• What you will do: In the entries that follow, say how many lines contain the string "when". Give no other words.

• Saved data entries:
================

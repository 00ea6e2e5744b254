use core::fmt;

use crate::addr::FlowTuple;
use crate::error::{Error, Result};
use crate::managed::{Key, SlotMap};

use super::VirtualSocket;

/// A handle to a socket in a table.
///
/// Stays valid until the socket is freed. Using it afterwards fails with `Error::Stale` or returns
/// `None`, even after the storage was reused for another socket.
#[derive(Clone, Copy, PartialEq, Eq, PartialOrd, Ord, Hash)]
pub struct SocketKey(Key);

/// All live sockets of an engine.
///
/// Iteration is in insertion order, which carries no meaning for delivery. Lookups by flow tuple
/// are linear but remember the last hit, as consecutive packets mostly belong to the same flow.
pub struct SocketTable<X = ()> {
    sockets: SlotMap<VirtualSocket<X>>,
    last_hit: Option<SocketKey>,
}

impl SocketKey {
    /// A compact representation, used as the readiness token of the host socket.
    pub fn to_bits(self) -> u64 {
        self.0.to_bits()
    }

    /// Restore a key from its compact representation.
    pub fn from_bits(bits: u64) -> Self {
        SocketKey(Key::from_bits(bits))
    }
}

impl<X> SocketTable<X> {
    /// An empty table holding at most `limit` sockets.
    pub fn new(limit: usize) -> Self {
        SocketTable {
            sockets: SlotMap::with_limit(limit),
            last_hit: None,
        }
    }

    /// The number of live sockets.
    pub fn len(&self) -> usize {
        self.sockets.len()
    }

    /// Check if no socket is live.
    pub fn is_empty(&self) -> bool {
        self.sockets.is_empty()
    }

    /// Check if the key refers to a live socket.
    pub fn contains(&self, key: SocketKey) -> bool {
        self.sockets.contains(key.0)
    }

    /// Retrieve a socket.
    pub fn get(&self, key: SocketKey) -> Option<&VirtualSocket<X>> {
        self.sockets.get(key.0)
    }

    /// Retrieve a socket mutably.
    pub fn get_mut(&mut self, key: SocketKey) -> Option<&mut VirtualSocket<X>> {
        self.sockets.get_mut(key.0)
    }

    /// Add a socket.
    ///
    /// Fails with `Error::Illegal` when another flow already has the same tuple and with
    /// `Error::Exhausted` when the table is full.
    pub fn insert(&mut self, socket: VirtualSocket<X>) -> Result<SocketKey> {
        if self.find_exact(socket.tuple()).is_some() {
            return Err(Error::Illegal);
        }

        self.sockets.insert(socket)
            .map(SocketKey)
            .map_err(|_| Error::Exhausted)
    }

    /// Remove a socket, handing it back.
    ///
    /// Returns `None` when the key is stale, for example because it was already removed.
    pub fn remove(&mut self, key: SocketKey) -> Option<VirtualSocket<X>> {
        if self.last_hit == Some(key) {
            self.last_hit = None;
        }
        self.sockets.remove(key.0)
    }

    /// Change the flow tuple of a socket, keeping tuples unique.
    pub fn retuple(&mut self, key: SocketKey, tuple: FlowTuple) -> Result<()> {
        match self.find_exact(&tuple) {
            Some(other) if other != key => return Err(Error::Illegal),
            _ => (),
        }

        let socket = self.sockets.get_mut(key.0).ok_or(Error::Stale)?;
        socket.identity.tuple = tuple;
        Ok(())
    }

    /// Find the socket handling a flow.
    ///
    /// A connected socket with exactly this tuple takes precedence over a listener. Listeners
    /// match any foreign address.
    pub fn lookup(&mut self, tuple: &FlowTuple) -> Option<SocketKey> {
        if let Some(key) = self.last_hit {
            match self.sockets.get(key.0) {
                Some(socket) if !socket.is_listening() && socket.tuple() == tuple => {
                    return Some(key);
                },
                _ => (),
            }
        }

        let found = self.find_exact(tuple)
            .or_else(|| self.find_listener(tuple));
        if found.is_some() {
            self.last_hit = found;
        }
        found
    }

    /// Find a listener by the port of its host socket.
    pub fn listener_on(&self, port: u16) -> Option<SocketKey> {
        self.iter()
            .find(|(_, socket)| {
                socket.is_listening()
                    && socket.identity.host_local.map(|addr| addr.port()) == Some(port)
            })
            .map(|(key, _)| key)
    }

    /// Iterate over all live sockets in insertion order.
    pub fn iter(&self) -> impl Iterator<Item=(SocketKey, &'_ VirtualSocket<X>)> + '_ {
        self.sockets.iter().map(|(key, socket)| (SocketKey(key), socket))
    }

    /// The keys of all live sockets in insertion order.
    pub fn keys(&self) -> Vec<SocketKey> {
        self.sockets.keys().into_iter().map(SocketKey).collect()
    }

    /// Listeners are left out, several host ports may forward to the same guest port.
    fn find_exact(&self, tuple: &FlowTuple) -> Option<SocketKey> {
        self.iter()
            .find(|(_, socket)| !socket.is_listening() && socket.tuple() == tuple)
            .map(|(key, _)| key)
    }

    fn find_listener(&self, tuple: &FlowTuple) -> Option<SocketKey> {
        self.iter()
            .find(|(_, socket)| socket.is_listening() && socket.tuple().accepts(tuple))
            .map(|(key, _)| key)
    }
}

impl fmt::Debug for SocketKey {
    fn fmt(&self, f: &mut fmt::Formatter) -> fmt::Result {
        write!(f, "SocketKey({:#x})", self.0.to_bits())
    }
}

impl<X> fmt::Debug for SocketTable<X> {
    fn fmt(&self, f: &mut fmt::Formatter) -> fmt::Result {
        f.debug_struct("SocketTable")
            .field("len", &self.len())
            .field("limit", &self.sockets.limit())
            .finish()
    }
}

================

• Reply: 3